TASK TO CARRY OUT.
Word for word, restate the lines of the data from the first through the one containing "use crate::db::RepositoryError;", and nothing else.

Entries taken from a collection:
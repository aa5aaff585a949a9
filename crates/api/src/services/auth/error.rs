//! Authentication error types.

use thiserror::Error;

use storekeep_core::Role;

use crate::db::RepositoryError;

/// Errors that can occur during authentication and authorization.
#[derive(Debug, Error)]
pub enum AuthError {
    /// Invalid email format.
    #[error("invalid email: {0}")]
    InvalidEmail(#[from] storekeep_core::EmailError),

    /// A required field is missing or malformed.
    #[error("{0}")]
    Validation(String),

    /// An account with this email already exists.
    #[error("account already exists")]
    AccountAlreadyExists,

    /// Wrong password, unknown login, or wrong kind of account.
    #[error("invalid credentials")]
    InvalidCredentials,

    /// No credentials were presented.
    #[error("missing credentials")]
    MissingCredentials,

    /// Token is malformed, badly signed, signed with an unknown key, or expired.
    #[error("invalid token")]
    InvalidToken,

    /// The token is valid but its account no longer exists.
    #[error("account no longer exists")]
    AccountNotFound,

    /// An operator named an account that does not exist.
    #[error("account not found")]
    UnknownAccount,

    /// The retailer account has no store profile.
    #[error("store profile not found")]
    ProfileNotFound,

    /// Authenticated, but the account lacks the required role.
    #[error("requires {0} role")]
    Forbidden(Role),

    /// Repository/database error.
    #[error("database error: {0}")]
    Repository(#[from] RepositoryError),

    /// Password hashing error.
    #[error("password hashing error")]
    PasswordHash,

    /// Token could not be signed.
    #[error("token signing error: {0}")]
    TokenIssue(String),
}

EXERCISE RESPONSE.
repository aa5aaff585a949a9
filename crates/api/src/services/auth/error.rs
//! Authentication error types.

use thiserror::Error;

use storekeep_core::Role;

use crate::db::RepositoryError;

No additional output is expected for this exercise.